This case study explains how we were able to help a client to ensure that their leaflets were distributed to areas where people would be most receptive to the service they were offering. It shows how careful targeting can improve response rates and also help minimise wastage.
We recently completed a job for a company who help people with financial difficulties to release capital from their house. This job was interesting from the perspective that the client was keen to distribute 10,000 leaflets into a specific geographic area based on her ‘gut feel’ and local knowledge.

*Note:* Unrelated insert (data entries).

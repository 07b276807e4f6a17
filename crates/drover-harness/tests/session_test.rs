//! End-to-end session tests over the simulated network.
//!
//! Exact-transcript tests pin the conversation byte for byte; grid-robot
//! tests let the server navigate a simulated robot from arbitrary starting
//! poses and verify the secret comes back.

use drover_core::nav::{Direction, TARGET};
use drover_core::SessionError;
use drover_harness::{GridRobot, ScriptedRobot};
use drover_proto::Position;
use turmoil::net::TcpListener;

const ADDR: &str = "server:3999";

fn serve_one(sim: &mut turmoil::Sim<'_>, expected_secret: &'static [u8]) {
    sim.host("server", move || async move {
        let listener = TcpListener::bind("0.0.0.0:3999").await?;
        let (stream, _peer) = listener.accept().await?;
        let secret = drover_core::run(stream).await?;
        assert_eq!(secret, expected_secret);
        Ok(())
    });
}

#[test]
fn robot_already_at_target() {
    let mut sim = turmoil::Builder::new().build();
    serve_one(&mut sim, b"Hello");

    sim.client("robot", async {
        let mut robot = ScriptedRobot::connect(ADDR).await?;
        robot.login(b"Oompa").await?;

        robot.expect(b"102 MOVE").await?;
        robot.say(b"OK -2 2").await?;

        robot.expect(b"105 GET MESSAGE").await?;
        robot.say(b"Hello").await?;

        robot.expect(b"106 LOGOUT").await?;
        robot.expect_closed().await?;
        Ok(())
    });

    sim.run().expect("simulation failed");
}

#[test]
fn orientation_inference_and_navigation_transcript() {
    let mut sim = turmoil::Builder::new().build();
    serve_one(&mut sim, b"UnderTheRock");

    sim.client("robot", async {
        let mut robot = ScriptedRobot::connect(ADDR).await?;
        robot.login(b"Karel").await?;

        // First reply matches the assumed origin, so the server repeats the
        // move; the second pair of positions reveals the heading.
        robot.expect(b"102 MOVE").await?;
        robot.say(b"OK 0 0").await?;
        robot.expect(b"102 MOVE").await?;
        robot.say(b"OK 0 1").await?;

        // Heading is now Up; one more move finishes the y axis.
        robot.expect(b"102 MOVE").await?;
        robot.say(b"OK 0 2").await?;

        // Net left turn, taken as three rights per the rotation rule.
        for _ in 0..3 {
            robot.expect(b"104 TURN RIGHT").await?;
            robot.say(b"OK 0 2").await?;
        }

        robot.expect(b"102 MOVE").await?;
        robot.say(b"OK -1 2").await?;
        robot.expect(b"102 MOVE").await?;
        robot.say(b"OK -2 2").await?;

        robot.expect(b"105 GET MESSAGE").await?;
        robot.say(b"UnderTheRock").await?;

        robot.expect(b"106 LOGOUT").await?;
        robot.expect_closed().await?;
        Ok(())
    });

    sim.run().expect("simulation failed");
}

#[test]
fn navigates_a_grid_robot_from_a_distant_start() {
    let mut sim = turmoil::Builder::new().build();
    serve_one(&mut sim, b"TajneHeslo");

    sim.client("robot", async {
        GridRobot::new("Karel", Position::new(4, -3), Direction::Left)
            .with_secret(TARGET, b"TajneHeslo")
            .serve(ADDR)
            .await?;
        Ok(())
    });

    sim.run().expect("simulation failed");
}

#[test]
fn repeats_move_against_a_blocked_robot() {
    let mut sim = turmoil::Builder::new().build();
    serve_one(&mut sim, b"Hello");

    sim.client("robot", async {
        // Starting on the assumed origin makes the stumble observable: the
        // first confirmation repeats (0, 0) and the server must re-issue
        // the move instead of treating it as progress.
        GridRobot::new("Stumbler", Position::ORIGIN, Direction::Up)
            .with_stumbles(1)
            .with_secret(TARGET, b"Hello")
            .serve(ADDR)
            .await?;
        Ok(())
    });

    sim.run().expect("simulation failed");
}

#[test]
fn sweeps_the_block_until_the_secret_turns_up() {
    let mut sim = turmoil::Builder::new().build();
    serve_one(&mut sim, b"DeepCut");

    sim.client("robot", async {
        // Step 12 of the serpentine sweep; the server has to work through
        // the first half of the block to get there.
        GridRobot::new("Sweeper", Position::new(1, 1), Direction::Down)
            .with_secret(Position::new(0, 0), b"DeepCut")
            .serve(ADDR)
            .await?;
        Ok(())
    });

    sim.run().expect("simulation failed");
}

#[test]
fn exhausted_sweep_is_a_logic_fault() {
    let mut sim = turmoil::Builder::new().build();

    sim.host("server", || async {
        let listener = TcpListener::bind("0.0.0.0:3999").await?;
        let (stream, _peer) = listener.accept().await?;
        let err = drover_core::run(stream).await.unwrap_err();
        assert!(matches!(err, SessionError::Logic(_)), "{err}");
        Ok(())
    });

    sim.client("robot", async {
        // No secret anywhere: the robot answers every pick-up with an empty
        // message and the server must give up after the 25th cell rather
        // than wander off the block.
        GridRobot::new("Empty", Position::new(1, 1), Direction::Up)
            .serve(ADDR)
            .await?;
        Ok(())
    });

    sim.run().expect("simulation failed");
}

#[test]
fn silent_robot_times_out_without_protocol_noise() {
    let mut sim = turmoil::Builder::new().build();

    sim.host("server", || async {
        let listener = TcpListener::bind("0.0.0.0:3999").await?;
        let (stream, _peer) = listener.accept().await?;
        let err = drover_core::run(stream).await.unwrap_err();
        assert!(matches!(err, SessionError::Timeout(_)), "{err}");
        Ok(())
    });

    sim.client("robot", async {
        let mut robot = ScriptedRobot::connect(ADDR).await?;
        // Never send the username; the 1s read window must close the
        // session with nothing on the wire.
        tokio::time::sleep(std::time::Duration::from_secs(2)).await;
        robot.expect_closed().await?;
        Ok(())
    });

    sim.run().expect("simulation failed");
}
//! Deterministic simulation harness for drover session testing.
//!
//! This crate provides robot peers that run against the server over
//! turmoil's simulated network: a frame-level [`ScriptedRobot`] for exact
//! wire transcripts and a self-driving [`GridRobot`] that simulates a robot
//! on the grid, obstacles and recharging pauses included.

#![forbid(unsafe_code)]
#![warn(missing_docs)]

pub mod robot;

pub use robot::{GridRobot, ScriptedRobot};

We used a combination of our residential address database and mapping software to identify an area that had 10,000 houses in it. We were, however, concerned that the area was too wide and would not contain a high percentage of people who were in her target market, resulting in a high level of wastage. A typical example of this can be found in our case study about targeting the wrong audience.
After discussion, we agreed that it would be a good idea to run a demographic analysis on the area in order to identify the areas where people who would be interested in her service would be most likely to live.
The starting point was to understand the what their ideal client ‘looked’ like. For this client, this was a relatively straight forward process. They were looking for people who owned their own home and were likely to have high levels on indebtedness.
We ran these (and a few other) criteria through our demographic analysis system and used the resulting information to identify the most appropriate targets for the client. This was done by analysing each of the demographic types identified by our system and extracting the the percentage of people who owned their own house, the percentage who had CCJ’s (Count Court Judgements) against them and their CII (consumer indebtedness index).
Using these three pieces of information, we were able to create a weighting for each demographic type which allowed us to identify those that were a very good match, a good match and a reasonable match. It also enabled us to exclude those types that did not provide a good match.
The types identified in each of these three categories were plotted on a map of the area that the client wanted to target. This enabled us to identify the specific areas that were most appropriate for the client and resulted in 5,000 leaflets being distributed as opposed to the original estimate pf 10,000. Using this demographic analysis enabled us to save the client the cost of printing and distributing 5,00o leaflets to people who would had had no interest in their service.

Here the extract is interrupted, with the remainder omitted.